(Beginning of EXCERPTED DATA)
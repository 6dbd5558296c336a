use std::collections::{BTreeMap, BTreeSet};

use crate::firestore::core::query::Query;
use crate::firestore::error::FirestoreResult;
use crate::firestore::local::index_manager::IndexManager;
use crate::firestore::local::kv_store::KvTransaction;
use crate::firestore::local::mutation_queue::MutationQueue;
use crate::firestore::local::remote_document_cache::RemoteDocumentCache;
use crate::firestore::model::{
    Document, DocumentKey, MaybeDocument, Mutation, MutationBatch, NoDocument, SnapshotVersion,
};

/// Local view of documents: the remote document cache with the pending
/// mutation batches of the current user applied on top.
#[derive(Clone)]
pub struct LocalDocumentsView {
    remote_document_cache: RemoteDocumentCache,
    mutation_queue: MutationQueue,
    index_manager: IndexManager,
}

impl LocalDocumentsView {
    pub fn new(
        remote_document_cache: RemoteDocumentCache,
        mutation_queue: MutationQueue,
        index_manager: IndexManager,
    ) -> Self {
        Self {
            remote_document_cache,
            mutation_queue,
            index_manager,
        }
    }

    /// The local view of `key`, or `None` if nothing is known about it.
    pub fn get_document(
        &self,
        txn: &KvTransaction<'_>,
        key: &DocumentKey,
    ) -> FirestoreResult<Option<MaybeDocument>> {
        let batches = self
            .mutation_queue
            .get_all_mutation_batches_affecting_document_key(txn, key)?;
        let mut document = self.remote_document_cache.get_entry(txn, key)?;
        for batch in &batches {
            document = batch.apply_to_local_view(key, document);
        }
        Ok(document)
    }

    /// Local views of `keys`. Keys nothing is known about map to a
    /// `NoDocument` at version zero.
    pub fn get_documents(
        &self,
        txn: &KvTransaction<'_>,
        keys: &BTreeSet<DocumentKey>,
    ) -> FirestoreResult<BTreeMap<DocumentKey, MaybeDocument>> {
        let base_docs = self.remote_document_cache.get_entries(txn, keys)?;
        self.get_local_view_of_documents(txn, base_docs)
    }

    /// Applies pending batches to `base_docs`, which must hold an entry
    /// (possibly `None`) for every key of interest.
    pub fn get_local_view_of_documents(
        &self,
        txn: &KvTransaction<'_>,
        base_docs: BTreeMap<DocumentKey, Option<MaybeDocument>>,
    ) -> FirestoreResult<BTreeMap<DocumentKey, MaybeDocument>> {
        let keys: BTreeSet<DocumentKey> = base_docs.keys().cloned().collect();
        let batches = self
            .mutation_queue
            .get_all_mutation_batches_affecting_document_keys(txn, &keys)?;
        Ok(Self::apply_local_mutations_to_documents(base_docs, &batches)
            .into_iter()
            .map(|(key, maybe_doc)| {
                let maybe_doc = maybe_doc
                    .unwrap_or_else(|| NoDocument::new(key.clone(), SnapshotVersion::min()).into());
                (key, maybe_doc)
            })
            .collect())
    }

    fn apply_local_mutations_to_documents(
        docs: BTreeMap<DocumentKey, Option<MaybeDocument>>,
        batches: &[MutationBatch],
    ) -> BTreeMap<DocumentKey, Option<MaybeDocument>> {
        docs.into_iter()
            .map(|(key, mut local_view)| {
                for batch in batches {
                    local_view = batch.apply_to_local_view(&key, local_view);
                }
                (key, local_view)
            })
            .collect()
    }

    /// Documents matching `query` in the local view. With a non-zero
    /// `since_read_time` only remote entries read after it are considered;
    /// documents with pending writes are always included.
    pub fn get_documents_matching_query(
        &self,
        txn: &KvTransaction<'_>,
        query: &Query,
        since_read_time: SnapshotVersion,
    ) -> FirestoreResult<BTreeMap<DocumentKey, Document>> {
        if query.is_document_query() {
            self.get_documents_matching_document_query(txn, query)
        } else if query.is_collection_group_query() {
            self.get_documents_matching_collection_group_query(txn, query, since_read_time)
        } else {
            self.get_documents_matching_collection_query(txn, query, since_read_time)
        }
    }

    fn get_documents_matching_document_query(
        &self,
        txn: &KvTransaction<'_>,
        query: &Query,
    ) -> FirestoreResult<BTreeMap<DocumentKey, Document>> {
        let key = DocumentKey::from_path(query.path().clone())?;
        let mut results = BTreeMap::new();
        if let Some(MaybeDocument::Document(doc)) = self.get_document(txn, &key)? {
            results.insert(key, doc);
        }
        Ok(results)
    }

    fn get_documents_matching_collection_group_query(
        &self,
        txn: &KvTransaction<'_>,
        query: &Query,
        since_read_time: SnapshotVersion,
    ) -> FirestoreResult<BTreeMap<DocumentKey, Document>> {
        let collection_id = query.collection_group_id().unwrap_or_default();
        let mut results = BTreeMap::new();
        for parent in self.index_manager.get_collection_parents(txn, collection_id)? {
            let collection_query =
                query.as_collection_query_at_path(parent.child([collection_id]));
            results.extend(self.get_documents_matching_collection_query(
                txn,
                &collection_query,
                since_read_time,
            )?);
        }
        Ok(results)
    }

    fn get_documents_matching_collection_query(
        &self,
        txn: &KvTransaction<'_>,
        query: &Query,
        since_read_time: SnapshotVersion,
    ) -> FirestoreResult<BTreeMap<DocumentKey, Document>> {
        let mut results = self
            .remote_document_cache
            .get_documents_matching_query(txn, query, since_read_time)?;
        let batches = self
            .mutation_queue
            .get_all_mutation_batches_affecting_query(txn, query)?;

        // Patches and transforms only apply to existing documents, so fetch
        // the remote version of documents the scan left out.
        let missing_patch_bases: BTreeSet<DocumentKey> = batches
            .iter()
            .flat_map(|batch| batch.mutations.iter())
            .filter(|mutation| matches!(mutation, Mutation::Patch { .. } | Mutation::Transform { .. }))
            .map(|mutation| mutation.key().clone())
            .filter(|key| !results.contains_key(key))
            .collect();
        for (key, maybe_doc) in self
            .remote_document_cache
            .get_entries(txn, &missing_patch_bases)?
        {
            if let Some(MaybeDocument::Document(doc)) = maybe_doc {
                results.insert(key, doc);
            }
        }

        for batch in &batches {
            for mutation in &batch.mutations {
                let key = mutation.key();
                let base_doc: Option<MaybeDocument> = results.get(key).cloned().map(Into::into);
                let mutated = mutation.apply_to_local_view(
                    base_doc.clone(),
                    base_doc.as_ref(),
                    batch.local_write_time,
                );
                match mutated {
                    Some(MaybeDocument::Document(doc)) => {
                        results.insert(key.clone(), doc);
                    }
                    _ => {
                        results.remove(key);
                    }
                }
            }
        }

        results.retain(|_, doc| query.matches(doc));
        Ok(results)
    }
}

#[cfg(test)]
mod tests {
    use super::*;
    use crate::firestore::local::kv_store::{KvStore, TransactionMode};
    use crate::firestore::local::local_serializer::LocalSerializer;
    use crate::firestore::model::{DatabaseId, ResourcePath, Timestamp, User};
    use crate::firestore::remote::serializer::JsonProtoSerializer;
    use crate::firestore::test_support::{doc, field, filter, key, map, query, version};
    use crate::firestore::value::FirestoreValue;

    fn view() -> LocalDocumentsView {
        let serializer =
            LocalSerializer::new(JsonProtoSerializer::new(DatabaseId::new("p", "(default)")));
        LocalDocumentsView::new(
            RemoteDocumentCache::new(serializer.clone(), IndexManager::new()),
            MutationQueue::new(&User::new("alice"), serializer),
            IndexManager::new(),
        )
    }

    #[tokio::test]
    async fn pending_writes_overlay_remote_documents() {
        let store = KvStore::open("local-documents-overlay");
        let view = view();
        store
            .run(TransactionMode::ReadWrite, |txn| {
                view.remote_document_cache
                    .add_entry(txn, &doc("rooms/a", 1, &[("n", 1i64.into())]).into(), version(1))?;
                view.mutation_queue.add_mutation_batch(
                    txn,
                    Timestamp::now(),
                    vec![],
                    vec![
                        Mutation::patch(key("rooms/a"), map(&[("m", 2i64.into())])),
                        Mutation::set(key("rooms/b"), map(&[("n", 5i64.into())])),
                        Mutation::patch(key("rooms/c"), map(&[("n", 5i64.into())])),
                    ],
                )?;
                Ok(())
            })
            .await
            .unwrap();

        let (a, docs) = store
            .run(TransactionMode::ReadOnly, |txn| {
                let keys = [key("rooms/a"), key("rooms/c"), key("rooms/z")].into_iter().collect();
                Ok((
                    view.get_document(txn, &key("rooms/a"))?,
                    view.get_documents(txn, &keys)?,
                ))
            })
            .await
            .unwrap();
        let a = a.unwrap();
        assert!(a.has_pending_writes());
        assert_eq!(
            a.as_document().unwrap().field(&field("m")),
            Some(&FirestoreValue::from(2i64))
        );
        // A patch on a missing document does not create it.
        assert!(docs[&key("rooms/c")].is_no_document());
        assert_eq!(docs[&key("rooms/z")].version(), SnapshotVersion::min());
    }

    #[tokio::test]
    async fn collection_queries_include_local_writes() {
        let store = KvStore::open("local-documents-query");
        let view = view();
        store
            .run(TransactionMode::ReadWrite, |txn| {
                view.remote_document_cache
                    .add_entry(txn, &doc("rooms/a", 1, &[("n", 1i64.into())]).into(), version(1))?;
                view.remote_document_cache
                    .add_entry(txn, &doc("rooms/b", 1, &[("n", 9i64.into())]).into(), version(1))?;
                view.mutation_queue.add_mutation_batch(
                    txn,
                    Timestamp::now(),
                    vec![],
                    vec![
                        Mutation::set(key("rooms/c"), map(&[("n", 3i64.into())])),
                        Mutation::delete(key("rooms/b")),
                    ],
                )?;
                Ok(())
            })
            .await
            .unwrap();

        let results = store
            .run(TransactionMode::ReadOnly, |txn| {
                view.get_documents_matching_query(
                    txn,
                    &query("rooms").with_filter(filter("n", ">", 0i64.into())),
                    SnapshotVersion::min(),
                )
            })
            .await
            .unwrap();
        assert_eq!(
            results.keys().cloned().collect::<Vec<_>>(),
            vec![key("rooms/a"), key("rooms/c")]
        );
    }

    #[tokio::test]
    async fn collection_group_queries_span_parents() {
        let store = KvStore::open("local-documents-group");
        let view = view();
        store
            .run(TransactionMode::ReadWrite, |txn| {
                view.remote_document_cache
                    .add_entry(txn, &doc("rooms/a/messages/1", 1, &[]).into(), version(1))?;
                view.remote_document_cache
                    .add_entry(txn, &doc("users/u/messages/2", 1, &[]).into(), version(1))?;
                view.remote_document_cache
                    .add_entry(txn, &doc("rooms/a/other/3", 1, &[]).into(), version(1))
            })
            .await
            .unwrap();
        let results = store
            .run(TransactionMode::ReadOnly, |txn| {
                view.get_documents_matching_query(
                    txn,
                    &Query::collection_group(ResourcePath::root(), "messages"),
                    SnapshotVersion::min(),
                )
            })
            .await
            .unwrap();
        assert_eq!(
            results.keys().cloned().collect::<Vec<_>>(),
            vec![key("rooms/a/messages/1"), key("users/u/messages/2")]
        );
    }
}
(End of EXCERPTED DATA)
- _TASK DIRECTIONS_:
Please determine the number of lines in the records above that include the string "open", and answer with that number only.

- _RESPONSE_:
3